**Directions:** Your task is to set down the records below again, exactly.

**Data provided:**
::::

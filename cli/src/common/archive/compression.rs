//! # gzpack Compressed Stream Transport (`common::archive::compression`)
//!
//! File: cli/src/common/archive/compression.rs
//!
//! ## Overview
//!
//! The archive records are framed inside a single gzip stream. This module
//! owns everything gzip-specific so the record, encoder and decoder modules
//! only ever see `Write` and `BufRead` values:
//!
//! - `create_gzip_writer` truncates/creates the destination and wraps it in a
//!   `flate2::write::GzEncoder`.
//! - `open_gzip_reader` opens an existing archive and wraps it in a buffered
//!   `flate2::read::GzDecoder`, which supports both line reads and exact
//!   binary reads.
//! - `looks_like_archive` checks the two-byte gzip magic signature.
//!
//! ## Usage
//!
//! ```rust
//! use crate::common::archive::compression;
//! use flate2::Compression;
//! use std::io::Write;
//!
//! # fn run() -> crate::core::error::Result<()> {
//! let mut writer = compression::create_gzip_writer(Path::new("out.gz"), Compression::default())?;
//! writer.write_all(b"payload")?;
//! compression::finish_gzip_writer(writer)?;
//!
//! assert!(compression::looks_like_archive(Path::new("out.gz")));
//! # Ok(())
//! # }
//! ```
//!
use crate::core::error::{GzpackError, Result};
use anyhow::Context;
use flate2::read::GzDecoder;
use flate2::write::GzEncoder;
use flate2::Compression;
use std::fs::File;
use std::io::{BufReader, BufWriter, Read, Write};
use std::path::Path;
use tracing::debug;

/// The fixed two-byte signature every gzip stream starts with.
pub const GZIP_MAGIC: [u8; 2] = [0x1f, 0x8b];

/// Compressing writer over a buffered destination file.
pub type GzipWriter = GzEncoder<BufWriter<File>>;

/// Decompressing, line-capable reader over an archive file.
pub type GzipReader = BufReader<GzDecoder<File>>;

/// Creates (or truncates) `path` and returns a gzip writer on top of it.
///
/// # Errors
///
/// Returns `GzpackError::Open` if the destination cannot be created.
pub fn create_gzip_writer(path: &Path, level: Compression) -> Result<GzipWriter> {
    let file = File::create(path).map_err(|source| GzpackError::Open {
        path: path.to_path_buf(),
        source,
    })?;
    debug!("Opened {:?} for writing at compression level {}", path, level.level());
    Ok(GzEncoder::new(BufWriter::new(file), level))
}

/// Writes the gzip trailer and flushes everything down to the file.
///
/// Dropping a `GzipWriter` without calling this still closes the file, but
/// any error while writing the trailer is lost.
pub fn finish_gzip_writer(writer: GzipWriter) -> Result<()> {
    let mut inner = writer
        .finish()
        .map_err(|e| GzpackError::StreamWrite(format!("failed to finish gzip stream: {}", e)))?;
    inner
        .flush()
        .map_err(|e| GzpackError::StreamWrite(format!("failed to flush archive file: {}", e)))?;
    Ok(())
}

/// Opens `path` as a gzip-compressed archive for sequential reading.
///
/// # Errors
///
/// Returns `GzpackError::Open` if the file cannot be opened. A file that is
/// not valid gzip is only detected once reading starts.
pub fn open_gzip_reader(path: &Path) -> Result<GzipReader> {
    let file = File::open(path).map_err(|source| GzpackError::Open {
        path: path.to_path_buf(),
        source,
    })?;
    debug!("Opened {:?} for reading", path);
    Ok(BufReader::new(GzDecoder::new(file)))
}

/// Reports whether `path` starts with the gzip magic bytes.
///
/// Never fails: unreadable, missing or too-short files all yield `false`.
/// A `true` result says nothing about whether the records inside are valid.
pub fn looks_like_archive(path: &Path) -> bool {
    match read_magic(path) {
        Ok(magic) => magic == GZIP_MAGIC,
        Err(e) => {
            debug!("Not treating {:?} as an archive: {:#}", path, e);
            false
        }
    }
}

fn read_magic(path: &Path) -> Result<[u8; 2]> {
    let file = File::open(path).with_context(|| format!("Failed to open {:?}", path))?;
    let mut magic = [0u8; 2];
    file.take(2)
        .read_exact(&mut magic)
        .with_context(|| format!("Failed to read signature of {:?}", path))?;
    Ok(magic)
}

::::

**Response to the exercise:**
filename cli/src/common/archive/compression.rs
//! # gzpack Compressed Stream Transport (`common::archive::compression`)
//!
//! File: cli/src/common/archive/compression.rs
//!
//! ## Overview
//!
//! The archive records are framed inside a single gzip stream. This module
//! owns everything gzip-specific so the record, encoder and decoder modules
//! only ever see `Write` and `BufRead` values:
//!
//! - `create_gzip_writer` truncates/creates the destination and wraps it in a
//!   `flate2::write::GzEncoder`.
//! - `open_gzip_reader` opens an existing archive and wraps it in a buffered
//!   `flate2::read::GzDecoder`, which supports both line reads and exact
//!   binary reads.
//! - `looks_like_archive` checks the two-byte gzip magic signature.
//!
//! ## Usage
//!
//! ```rust
//! use crate::common::archive::compression;
//! use flate2::Compression;
//! use std::io::Write;
//!
//! # fn run() -> crate::core::error::Result<()> {
//! let mut writer = compression::create_gzip_writer(Path::new("out.gz"), Compression::default())?;
//! writer.write_all(b"payload")?;
//! compression::finish_gzip_writer(writer)?;
//!
//! assert!(compression::looks_like_archive(Path::new("out.gz")));
//! # Ok(())
//! # }
//! ```
//!
use crate::core::error::{GzpackError, Result};
use anyhow::Context;
use flate2::read::GzDecoder;
use flate2::write::GzEncoder;
use flate2::Compression;
use std::fs::File;
use std::io::{BufReader, BufWriter, Read, Write};
use std::path::Path;
use tracing::debug;

/// The fixed two-byte signature every gzip stream starts with.
pub const GZIP_MAGIC: [u8; 2] = [0x1f, 0x8b];

/// Compressing writer over a buffered destination file.
pub type GzipWriter = GzEncoder<BufWriter<File>>;

/// Decompressing, line-capable reader over an archive file.
pub type GzipReader = BufReader<GzDecoder<File>>;

/// Creates (or truncates) `path` and returns a gzip writer on top of it.
///
/// # Errors
///
/// Returns `GzpackError::Open` if the destination cannot be created.
pub fn create_gzip_writer(path: &Path, level: Compression) -> Result<GzipWriter> {
    let file = File::create(path).map_err(|source| GzpackError::Open {
        path: path.to_path_buf(),
        source,
    })?;
    debug!("Opened {:?} for writing at compression level {}", path, level.level());
    Ok(GzEncoder::new(BufWriter::new(file), level))
}

/// Writes the gzip trailer and flushes everything down to the file.
///
/// Dropping a `GzipWriter` without calling this still closes the file, but
/// any error while writing the trailer is lost.
pub fn finish_gzip_writer(writer: GzipWriter) -> Result<()> {
    let mut inner = writer
        .finish()
        .map_err(|e| GzpackError::StreamWrite(format!("failed to finish gzip stream: {}", e)))?;
    inner
        .flush()
        .map_err(|e| GzpackError::StreamWrite(format!("failed to flush archive file: {}", e)))?;
    Ok(())
}

/// Opens `path` as a gzip-compressed archive for sequential reading.
///
/// # Errors
///
/// Returns `GzpackError::Open` if the file cannot be opened. A file that is
/// not valid gzip is only detected once reading starts.
pub fn open_gzip_reader(path: &Path) -> Result<GzipReader> {
    let file = File::open(path).map_err(|source| GzpackError::Open {
        path: path.to_path_buf(),
        source,
    })?;
    debug!("Opened {:?} for reading", path);
    Ok(BufReader::new(GzDecoder::new(file)))
}

/// Reports whether `path` starts with the gzip magic bytes.
///
/// Never fails: unreadable, missing or too-short files all yield `false`.
/// A `true` result says nothing about whether the records inside are valid.
pub fn looks_like_archive(path: &Path) -> bool {
    match read_magic(path) {
        Ok(magic) => magic == GZIP_MAGIC,
        Err(e) => {
            debug!("Not treating {:?} as an archive: {:#}", path, e);
            false
        }
    }
}

fn read_magic(path: &Path) -> Result<[u8; 2]> {
    let file = File::open(path).with_context(|| format!("Failed to open {:?}", path))?;
    let mut magic = [0u8; 2];
    file.take(2)
        .read_exact(&mut magic)
        .with_context(|| format!("Failed to read signature of {:?}", path))?;
    Ok(magic)
}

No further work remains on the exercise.